**TASK GOAL**
Below, find each line holding "SeqCst" and state how many there are, using the number alone.

**SUPPLIED ENTRIES**
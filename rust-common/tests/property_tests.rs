//! Property-based tests for rust-common crate.
//!
//! These tests verify universal properties across all inputs using proptest.

use proptest::prelude::*;
use rust_common::{PlatformError, RetryConfig, RetryPolicy};
use std::sync::atomic::{AtomicU32, Ordering};
use std::sync::Arc;
use std::time::Duration;

proptest! {
    #![proptest_config(ProptestConfig::with_cases(100))]

    #[test]
    fn prop_retryable_errors_are_consistent(
        msg in "[a-zA-Z0-9 ]{1,50}",
        secs in 1u64..600,
    ) {
        let retryable_errors = vec![
            PlatformError::unavailable(msg.clone()),
            PlatformError::timeout(msg.clone(), Duration::from_secs(secs)),
        ];

        for err in retryable_errors {
            prop_assert!(err.is_retryable(), "Error {:?} should be retryable", err);
        }

        let non_retryable_errors = vec![
            PlatformError::invalid_input(msg.clone()),
            PlatformError::cancelled(msg.clone()),
            PlatformError::Internal(msg.clone()),
        ];

        for err in non_retryable_errors {
            prop_assert!(!err.is_retryable(), "Error {:?} should not be retryable", err);
        }
    }

    /// A fixed-delay policy never grows its delay.
    #[test]
    fn prop_fixed_delay_is_constant(
        delay_ms in 1u64..10_000,
        attempt in 0u32..32,
    ) {
        let policy = RetryPolicy::new(RetryConfig::fixed(3, Duration::from_millis(delay_ms)));
        prop_assert_eq!(policy.delay_for_attempt(attempt), Duration::from_millis(delay_ms));
    }

    /// With N leading failures and R allowed retries the operation runs
    /// min(N, R) + 1 times.
    #[test]
    fn prop_attempt_count_is_bounded(
        max_retries in 0u32..6,
        failures in 0u32..10,
    ) {
        let rt = tokio::runtime::Builder::new_current_thread()
            .enable_time()
            .start_paused(true)
            .build()
            .unwrap();

        rt.block_on(async {
            let calls = Arc::new(AtomicU32::new(0));
            let counter = Arc::clone(&calls);
            let policy = RetryPolicy::new(RetryConfig::fixed(max_retries, Duration::from_secs(2)));

            let result: Result<u32, PlatformError> = policy
                .execute(|| {
                    let n = counter.fetch_add(1, Ordering::SeqCst) + 1;
                    async move {
                        if n <= failures {
                            Err(PlatformError::unavailable("transient"))
                        } else {
                            Ok(n)
                        }
                    }
                })
                .await;

            let expected_calls = failures.min(max_retries) + 1;
            prop_assert_eq!(calls.load(Ordering::SeqCst), expected_calls);
            prop_assert_eq!(result.is_ok(), failures <= max_retries);

            Ok(())
        })?;
    }
}
//! Scripted in-memory vault client for testing.
//!
//! Models the client's observable behaviour closely enough to drive the
//! session end to end: it refuses server changes while logged in, reports
//! `locked` unless the caller presents the issued session token, and records
//! every call so tests can count adapter invocations.

use std::collections::VecDeque;

use async_trait::async_trait;
use secrecy::ExposeSecret;
use tokio::sync::RwLock;

use super::{UnlockWith, VaultCli, VaultStatus};
use crate::binder::CliEnvironment;
use crate::error::{VaultError, VaultResult};
use crate::session::{LockState, SessionToken};

/// One recorded adapter invocation.
#[derive(Debug, Clone, PartialEq, Eq)]
pub enum CliCall {
    /// `status`, with whether a session token was presented
    Status {
        /// A session token accompanied the call
        with_session: bool,
    },
    /// `config server <url>`
    ConfigureServer(String),
    /// `login --apikey`, with the client id seen in the environment
    Login {
        /// Bound client id
        client_id: Option<String>,
    },
    /// `unlock` by the named method
    Unlock(&'static str),
    /// `sync`
    Sync {
        /// `--force` was passed
        force: bool,
    },
    /// `lock`
    Lock,
    /// `logout`
    Logout,
}

#[derive(Debug)]
struct MockState {
    lock_state: LockState,
    server_url: Option<String>,
    token: String,
    password: Option<String>,
    unavailable: bool,
    unlock_failures: u32,
    sync_failures: u32,
    login_error: Option<String>,
    configure_error: Option<String>,
    status_override: Option<LockState>,
    status_errors: VecDeque<bool>,
    fail_status_after_sync: bool,
    logout_on_sync: bool,
    synced: bool,
    calls: Vec<CliCall>,
}

/// Scripted vault client.
#[derive(Debug)]
pub struct MockVaultCli {
    state: RwLock<MockState>,
}

impl Default for MockVaultCli {
    fn default() -> Self {
        Self::new()
    }
}

impl MockVaultCli {
    /// A client with no account logged in.
    #[must_use]
    pub fn new() -> Self {
        Self {
            state: RwLock::new(MockState {
                lock_state: LockState::NotLoggedIn,
                server_url: None,
                token: "mock-session-token".to_string(),
                password: None,
                unavailable: false,
                unlock_failures: 0,
                sync_failures: 0,
                login_error: None,
                configure_error: None,
                status_override: None,
                status_errors: VecDeque::new(),
                fail_status_after_sync: false,
                logout_on_sync: false,
                synced: false,
                calls: Vec::new(),
            }),
        }
    }

    fn edit(self, f: impl FnOnce(&mut MockState)) -> Self {
        let mut state = self.state.into_inner();
        f(&mut state);
        Self {
            state: RwLock::new(state),
        }
    }

    /// Start in the given lock state.
    #[must_use]
    pub fn with_state(self, lock_state: LockState) -> Self {
        self.edit(|s| s.lock_state = lock_state)
    }

    /// Start configured for `url`.
    #[must_use]
    pub fn with_server_url(self, url: impl Into<String>) -> Self {
        let url = url.into();
        self.edit(|s| s.server_url = Some(url))
    }

    /// Token issued by a successful password unlock.
    #[must_use]
    pub fn with_token(self, token: impl Into<String>) -> Self {
        let token = token.into();
        self.edit(|s| s.token = token)
    }

    /// Only this master password unlocks.
    #[must_use]
    pub fn with_password(self, password: impl Into<String>) -> Self {
        let password = password.into();
        self.edit(|s| s.password = Some(password))
    }

    /// Behave as if the binary is not installed.
    #[must_use]
    pub fn unavailable(self) -> Self {
        self.edit(|s| s.unavailable = true)
    }

    /// Fail the next `n` unlock attempts.
    #[must_use]
    pub fn failing_unlocks(self, n: u32) -> Self {
        self.edit(|s| s.unlock_failures = n)
    }

    /// Fail the next `n` sync attempts.
    #[must_use]
    pub fn failing_syncs(self, n: u32) -> Self {
        self.edit(|s| s.sync_failures = n)
    }

    /// Reject every login with `message`.
    #[must_use]
    pub fn failing_login(self, message: impl Into<String>) -> Self {
        let message = message.into();
        self.edit(|s| s.login_error = Some(message))
    }

    /// Reject every server configuration with `message`.
    #[must_use]
    pub fn failing_configure(self, message: impl Into<String>) -> Self {
        let message = message.into();
        self.edit(|s| s.configure_error = Some(message))
    }

    /// Always report `lock_state` from `status`.
    #[must_use]
    pub fn with_status_override(self, lock_state: LockState) -> Self {
        self.edit(|s| s.status_override = Some(lock_state))
    }

    /// Make `status` emit malformed output once a sync has completed.
    #[must_use]
    pub fn failing_status_after_sync(self) -> Self {
        self.edit(|s| s.fail_status_after_sync = true)
    }

    /// Drop the login once a sync has completed, as if the server revoked it.
    #[must_use]
    pub fn logging_out_on_sync(self) -> Self {
        self.edit(|s| s.logout_on_sync = true)
    }

    /// Script per-call `status` outcomes; `true` emits malformed output.
    #[must_use]
    pub fn with_status_errors(self, script: impl IntoIterator<Item = bool>) -> Self {
        let script: VecDeque<bool> = script.into_iter().collect();
        self.edit(|s| s.status_errors = script)
    }

    /// Every call made so far.
    pub async fn calls(&self) -> Vec<CliCall> {
        self.state.read().await.calls.clone()
    }

    /// Number of calls matching `predicate`.
    pub async fn count(&self, predicate: impl Fn(&CliCall) -> bool) -> usize {
        self.state.read().await.calls.iter().filter(|c| predicate(c)).count()
    }

    /// Number of unlock calls.
    pub async fn unlock_calls(&self) -> usize {
        self.count(|c| matches!(c, CliCall::Unlock(_))).await
    }

    /// Number of sync calls.
    pub async fn sync_calls(&self) -> usize {
        self.count(|c| matches!(c, CliCall::Sync { .. })).await
    }

    /// Current simulated lock state.
    pub async fn lock_state(&self) -> LockState {
        self.state.read().await.lock_state
    }

    /// Forget recorded calls.
    pub async fn clear_calls(&self) {
        self.state.write().await.calls.clear();
    }
}

fn not_installed() -> VaultError {
    VaultError::AdapterUnavailable("mock vault client is not installed".to_string())
}

#[async_trait]
impl VaultCli for MockVaultCli {
    async fn status(
        &self,
        _env: &CliEnvironment,
        session: Option<&SessionToken>,
    ) -> VaultResult<VaultStatus> {
        let mut s = self.state.write().await;
        s.calls.push(CliCall::Status {
            with_session: session.is_some(),
        });
        if s.unavailable {
            return Err(not_installed());
        }
        if s.status_errors.pop_front().unwrap_or(false) || (s.fail_status_after_sync && s.synced) {
            return Err(VaultError::parse("status output is not JSON: \"?\""));
        }

        let session_valid = session.is_some_and(|t| t.secret().expose_secret() == s.token);
        let state = s.status_override.unwrap_or(match s.lock_state {
            LockState::Unlocked if !session_valid => LockState::LoggedInLocked,
            other => other,
        });
        let raw = match state {
            LockState::NotLoggedIn => "unauthenticated",
            LockState::LoggedInLocked => "locked",
            LockState::Unlocked => "unlocked",
        };
        Ok(VaultStatus {
            state,
            server_url: s.server_url.clone(),
            user_email: None,
            last_sync: None,
            raw: format!("{{\"status\":\"{raw}\"}}"),
        })
    }

    async fn configure_server(&self, _env: &CliEnvironment, url: &str) -> VaultResult<()> {
        let mut s = self.state.write().await;
        s.calls.push(CliCall::ConfigureServer(url.to_string()));
        if s.unavailable {
            return Err(not_installed());
        }
        if let Some(message) = &s.configure_error {
            return Err(VaultError::Configuration(message.clone()));
        }
        if s.lock_state != LockState::NotLoggedIn {
            return Err(VaultError::Configuration(
                "Logout required before server config update.".to_string(),
            ));
        }
        s.server_url = Some(url.to_string());
        Ok(())
    }

    async fn login_api_key(&self, env: &CliEnvironment) -> VaultResult<()> {
        let mut s = self.state.write().await;
        s.calls.push(CliCall::Login {
            client_id: env.client_id.clone(),
        });
        if s.unavailable {
            return Err(not_installed());
        }
        if !env.has_api_key() {
            return Err(VaultError::Authentication("client_id or client_secret is missing".to_string()));
        }
        if let Some(message) = &s.login_error {
            return Err(VaultError::Authentication(message.clone()));
        }
        if s.lock_state != LockState::NotLoggedIn {
            return Err(VaultError::Authentication("You are already logged in.".to_string()));
        }
        s.lock_state = LockState::LoggedInLocked;
        Ok(())
    }

    async fn unlock(&self, _env: &CliEnvironment, with: UnlockWith<'_>) -> VaultResult<SessionToken> {
        let mut s = self.state.write().await;
        s.calls.push(CliCall::Unlock(with.kind()));
        if s.unavailable {
            return Err(not_installed());
        }
        if s.lock_state == LockState::NotLoggedIn {
            return Err(VaultError::Unlock("You are not logged in.".to_string()));
        }
        if s.unlock_failures > 0 {
            s.unlock_failures -= 1;
            return Err(VaultError::Unlock("Invalid master password.".to_string()));
        }
        match with {
            UnlockWith::Password(password) => {
                if s
                    .password
                    .as_deref()
                    .is_some_and(|expected| expected != password.expose_secret())
                {
                    return Err(VaultError::Unlock("Invalid master password.".to_string()));
                }
                s.lock_state = LockState::Unlocked;
                SessionToken::new(s.token.clone())
            }
            UnlockWith::Session(token) => {
                if s.lock_state == LockState::Unlocked && token.secret().expose_secret() == s.token {
                    Ok(token.clone())
                } else {
                    Err(VaultError::Unlock("Vault is locked.".to_string()))
                }
            }
        }
    }

    async fn sync(
        &self,
        _env: &CliEnvironment,
        session: &SessionToken,
        force: bool,
    ) -> VaultResult<()> {
        let mut s = self.state.write().await;
        s.calls.push(CliCall::Sync { force });
        if s.unavailable {
            return Err(not_installed());
        }
        if s.sync_failures > 0 {
            s.sync_failures -= 1;
            return Err(VaultError::Sync("Syncing failed: network error".to_string()));
        }
        if s.lock_state != LockState::Unlocked || session.secret().expose_secret() != s.token {
            return Err(VaultError::Sync("Vault is locked.".to_string()));
        }
        s.synced = true;
        if s.logout_on_sync {
            s.lock_state = LockState::NotLoggedIn;
        }
        Ok(())
    }

    async fn lock(&self, _env: &CliEnvironment) -> VaultResult<()> {
        let mut s = self.state.write().await;
        s.calls.push(CliCall::Lock);
        if s.unavailable {
            return Err(not_installed());
        }
        if s.lock_state == LockState::Unlocked {
            s.lock_state = LockState::LoggedInLocked;
        }
        Ok(())
    }

    async fn logout(&self, _env: &CliEnvironment) -> VaultResult<()> {
        let mut s = self.state.write().await;
        s.calls.push(CliCall::Logout);
        if s.unavailable {
            return Err(not_installed());
        }
        if s.lock_state == LockState::NotLoggedIn {
            return Err(VaultError::Authentication("You are not logged in.".to_string()));
        }
        s.lock_state = LockState::NotLoggedIn;
        Ok(())
    }
}
//! Centralized error types for all Rust libraries.
//!
//! This module provides a unified error type for the cross-cutting failures
//! every crate in the workspace can hit, with built-in retryability
//! classification.

use std::time::Duration;
use thiserror::Error;

/// Common error type for platform operations.
///
/// All errors are classified as either retryable or non-retryable,
/// which helps callers decide whether to retry failed operations.
#[derive(Error, Debug)]
pub enum PlatformError {
    /// Serialization/deserialization error
    #[error("Serialization error: {0}")]
    Serialization(#[from] serde_json::Error),

    /// I/O error while talking to a local resource
    #[error("I/O error: {0}")]
    Io(#[from] std::io::Error),

    /// Service is temporarily unavailable
    #[error("Service unavailable: {0}")]
    Unavailable(String),

    /// Invalid input provided
    #[error("Invalid input: {0}")]
    InvalidInput(String),

    /// Timeout occurred
    #[error("Operation timed out after {elapsed:?}: {operation}")]
    Timeout {
        /// The operation that exceeded its deadline
        operation: String,
        /// The deadline that was exceeded
        elapsed: Duration,
    },

    /// Operation aborted by a shutdown signal
    #[error("Operation cancelled: {0}")]
    Cancelled(String),

    /// Internal error
    #[error("Internal error: {0}")]
    Internal(String),
}

impl PlatformError {
    /// Check if this error is retryable.
    ///
    /// Retryable errors are transient failures that may succeed on retry,
    /// such as timeouts or temporary unavailability.
    ///
    /// # Examples
    ///
    /// ```
    /// use rust_common::PlatformError;
    ///
    /// let err = PlatformError::unavailable("vault client busy");
    /// assert!(err.is_retryable());
    ///
    /// let err = PlatformError::cancelled("shutdown");
    /// assert!(!err.is_retryable());
    /// ```
    #[must_use]
    pub const fn is_retryable(&self) -> bool {
        matches!(self, Self::Unavailable(_) | Self::Timeout { .. })
    }

    /// Create an unavailable error with the given message.
    #[must_use]
    pub fn unavailable(msg: impl Into<String>) -> Self {
        Self::Unavailable(msg.into())
    }

    /// Create an invalid input error with the given message.
    #[must_use]
    pub fn invalid_input(msg: impl Into<String>) -> Self {
        Self::InvalidInput(msg.into())
    }

    /// Create a timeout error for the given operation.
    #[must_use]
    pub fn timeout(operation: impl Into<String>, elapsed: Duration) -> Self {
        Self::Timeout {
            operation: operation.into(),
            elapsed,
        }
    }

    /// Create a cancellation error with the given message.
    #[must_use]
    pub fn cancelled(msg: impl Into<String>) -> Self {
        Self::Cancelled(msg.into())
    }
}

/// Errors that can tell a retry loop whether another attempt is worthwhile.
pub trait Retryable {
    /// Returns `true` if the failure is transient.
    fn is_retryable(&self) -> bool;
}

impl Retryable for PlatformError {
    fn is_retryable(&self) -> bool {
        Self::is_retryable(self)
    }
}
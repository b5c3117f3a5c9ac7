//! Session state machine.
//!
//! Owns the lock state, the active session token and its expiry, the cache
//! validity flag and the sync throttle. Expiry is lazy: it is evaluated when
//! the state is read, never by a background timer.

use std::fmt;
use std::time::Duration;

use chrono::{DateTime, Utc};
use secrecy::{ExposeSecret, SecretString};
use tracing::{debug, info};
use zeroize::Zeroizing;

use crate::error::{VaultError, VaultResult};

/// Opaque token proving the vault is unlocked.
#[derive(Clone)]
pub struct SessionToken(SecretString);

impl SessionToken {
    /// Wrap a raw token, rejecting empty or whitespace-only values.
    ///
    /// The untrimmed input is zeroed before returning.
    ///
    /// # Errors
    ///
    /// Returns [`VaultError::Unlock`] if the token is blank.
    pub fn new(raw: impl Into<String>) -> VaultResult<Self> {
        let raw = Zeroizing::new(raw.into());
        let trimmed = raw.trim();
        if trimmed.is_empty() {
            return Err(VaultError::Unlock("vault client returned an empty session token".to_string()));
        }
        Ok(Self(SecretString::from(trimmed.to_string())))
    }

    /// The wrapped token.
    #[must_use]
    pub const fn secret(&self) -> &SecretString {
        &self.0
    }

    /// Constant-time comparison against another token.
    #[must_use]
    pub fn matches(&self, other: &Self) -> bool {
        use subtle::ConstantTimeEq;
        self.0
            .expose_secret()
            .as_bytes()
            .ct_eq(other.0.expose_secret().as_bytes())
            .into()
    }
}

impl fmt::Debug for SessionToken {
    fn fmt(&self, f: &mut fmt::Formatter<'_>) -> fmt::Result {
        f.write_str("SessionToken([REDACTED])")
    }
}

/// Lock state as reported by the vault client or derived from the session.
#[derive(Debug, Clone, Copy, PartialEq, Eq)]
pub enum LockState {
    /// No account is authenticated
    NotLoggedIn,
    /// Authenticated, but secrets are not readable
    LoggedInLocked,
    /// Secrets are readable
    Unlocked,
}

impl fmt::Display for LockState {
    fn fmt(&self, f: &mut fmt::Formatter<'_>) -> fmt::Result {
        f.write_str(match self {
            Self::NotLoggedIn => "not-logged-in",
            Self::LoggedInLocked => "locked",
            Self::Unlocked => "unlocked",
        })
    }
}

/// Authentication and lock state of the session.
#[derive(Debug, Clone, Default)]
pub enum SessionState {
    /// Initial and reset state
    #[default]
    LoggedOut,
    /// Logged in, unlock still required
    LoggedInLocked,
    /// Unlocked with a token valid until `expires_at`
    Unlocked {
        /// Active session token
        token: SessionToken,
        /// Instant after which the token must be treated as locked
        expires_at: DateTime<Utc>,
    },
}

impl SessionState {
    /// The lock state of the stored variant, ignoring expiry.
    #[must_use]
    pub const fn lock_state(&self) -> LockState {
        match self {
            Self::LoggedOut => LockState::NotLoggedIn,
            Self::LoggedInLocked => LockState::LoggedInLocked,
            Self::Unlocked { .. } => LockState::Unlocked,
        }
    }
}

/// Validity of locally cached vault data.
#[derive(Debug, Clone, Copy, Default, PartialEq, Eq)]
pub struct CacheState {
    /// Whether the cache reflects the server
    pub is_valid: bool,
    /// Last successful refresh
    pub last_refresh: Option<DateTime<Utc>>,
}

/// Cool-down applied to non-forced sync requests.
#[derive(Debug, Clone, Copy)]
pub struct SyncThrottle {
    /// Last successful sync
    pub last_sync: Option<DateTime<Utc>>,
    cooldown: Duration,
}

impl SyncThrottle {
    /// Create a throttle with the given cool-down window.
    #[must_use]
    pub const fn new(cooldown: Duration) -> Self {
        Self {
            last_sync: None,
            cooldown,
        }
    }

    /// Whether a sync requested at `now` should be skipped.
    #[must_use]
    pub fn should_skip(&self, force: bool, now: DateTime<Utc>) -> bool {
        if force {
            return false;
        }
        let Some(last) = self.last_sync else {
            return false;
        };
        match (now - last).to_std() {
            Ok(elapsed) => elapsed < self.cooldown,
            // Clock went backwards; stay conservative and sync.
            Err(_) => false,
        }
    }

    /// Record a completed sync.
    pub fn record(&mut self, now: DateTime<Utc>) {
        self.last_sync = Some(now);
    }
}

/// The session state machine. Transitions are the only mutators.
#[derive(Debug)]
pub struct SessionMachine {
    state: SessionState,
    cache: CacheState,
    throttle: SyncThrottle,
}

impl SessionMachine {
    /// Create a machine in [`SessionState::LoggedOut`].
    #[must_use]
    pub fn new(sync_cooldown: Duration) -> Self {
        Self {
            state: SessionState::LoggedOut,
            cache: CacheState::default(),
            throttle: SyncThrottle::new(sync_cooldown),
        }
    }

    /// The stored state. Callers that act on it should use
    /// [`effective_state`](Self::effective_state) instead.
    #[must_use]
    pub const fn state(&self) -> &SessionState {
        &self.state
    }

    /// Lock state at `now`, treating an expired unlock as locked.
    #[must_use]
    pub fn effective_state(&self, now: DateTime<Utc>) -> LockState {
        match &self.state {
            SessionState::Unlocked { expires_at, .. } if now > *expires_at => {
                LockState::LoggedInLocked
            }
            other => other.lock_state(),
        }
    }

    /// The session token if the session is unlocked and unexpired at `now`.
    #[must_use]
    pub fn active_token(&self, now: DateTime<Utc>) -> Option<&SessionToken> {
        match &self.state {
            SessionState::Unlocked { token, expires_at } if now <= *expires_at => Some(token),
            _ => None,
        }
    }

    /// Cache validity.
    #[must_use]
    pub const fn cache(&self) -> CacheState {
        self.cache
    }

    /// Sync throttle.
    #[must_use]
    pub const fn throttle(&self) -> &SyncThrottle {
        &self.throttle
    }

    /// Mutable sync throttle.
    pub fn throttle_mut(&mut self) -> &mut SyncThrottle {
        &mut self.throttle
    }

    /// `LoggedOut -> LoggedInLocked` on success; no change on failure or
    /// when already logged in.
    pub fn record_login(&mut self, success: bool) {
        if !success {
            debug!("Login failed, session state unchanged");
            return;
        }
        if matches!(self.state, SessionState::LoggedOut) {
            self.transition(SessionState::LoggedInLocked);
        }
    }

    /// Any state `-> Unlocked { token, now + ttl }`.
    ///
    /// # Errors
    ///
    /// Returns [`VaultError::Configuration`] if `ttl` is zero or too large
    /// to represent; the state is left unchanged.
    pub fn record_unlock(
        &mut self,
        token: SessionToken,
        ttl: Duration,
        now: DateTime<Utc>,
    ) -> VaultResult<DateTime<Utc>> {
        if ttl.is_zero() {
            return Err(VaultError::config("session TTL must be greater than zero"));
        }
        let expires_at = chrono::Duration::from_std(ttl)
            .ok()
            .and_then(|ttl| now.checked_add_signed(ttl))
            .ok_or_else(|| VaultError::config(format!("session TTL {ttl:?} is out of range")))?;
        let was_unlocked = matches!(self.state, SessionState::Unlocked { .. });
        self.transition(SessionState::Unlocked { token, expires_at });
        if !was_unlocked {
            self.cache = CacheState::default();
        }
        Ok(expires_at)
    }

    /// Force `Unlocked -> LoggedInLocked` once `now > expires_at`.
    ///
    /// Returns `true` if the session expired.
    pub fn check_expiry(&mut self, now: DateTime<Utc>) -> bool {
        match &self.state {
            SessionState::Unlocked { expires_at, .. } if now > *expires_at => {
                info!(%expires_at, "Session expired");
                self.transition(SessionState::LoggedInLocked);
                true
            }
            _ => false,
        }
    }

    /// Explicit relock. A logged-out session stays logged out.
    pub fn force_relock(&mut self) {
        if !matches!(self.state, SessionState::LoggedOut) {
            self.transition(SessionState::LoggedInLocked);
        }
    }

    /// Explicit logout or reset.
    pub fn logout(&mut self) {
        self.transition(SessionState::LoggedOut);
    }

    /// Mark the cache refreshed. Ignored unless unlocked at `now`.
    pub fn mark_cache_refreshed(&mut self, now: DateTime<Utc>) {
        if self.effective_state(now) == LockState::Unlocked {
            self.cache = CacheState {
                is_valid: true,
                last_refresh: Some(now),
            };
        }
    }

    fn transition(&mut self, next: SessionState) {
        let from = self.state.lock_state();
        let to = next.lock_state();
        if from != to {
            info!(%from, %to, "Session state transition");
        }
        if to != LockState::Unlocked {
            self.cache.is_valid = false;
        }
        self.state = next;
    }
}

**COMPLETED TASK**
2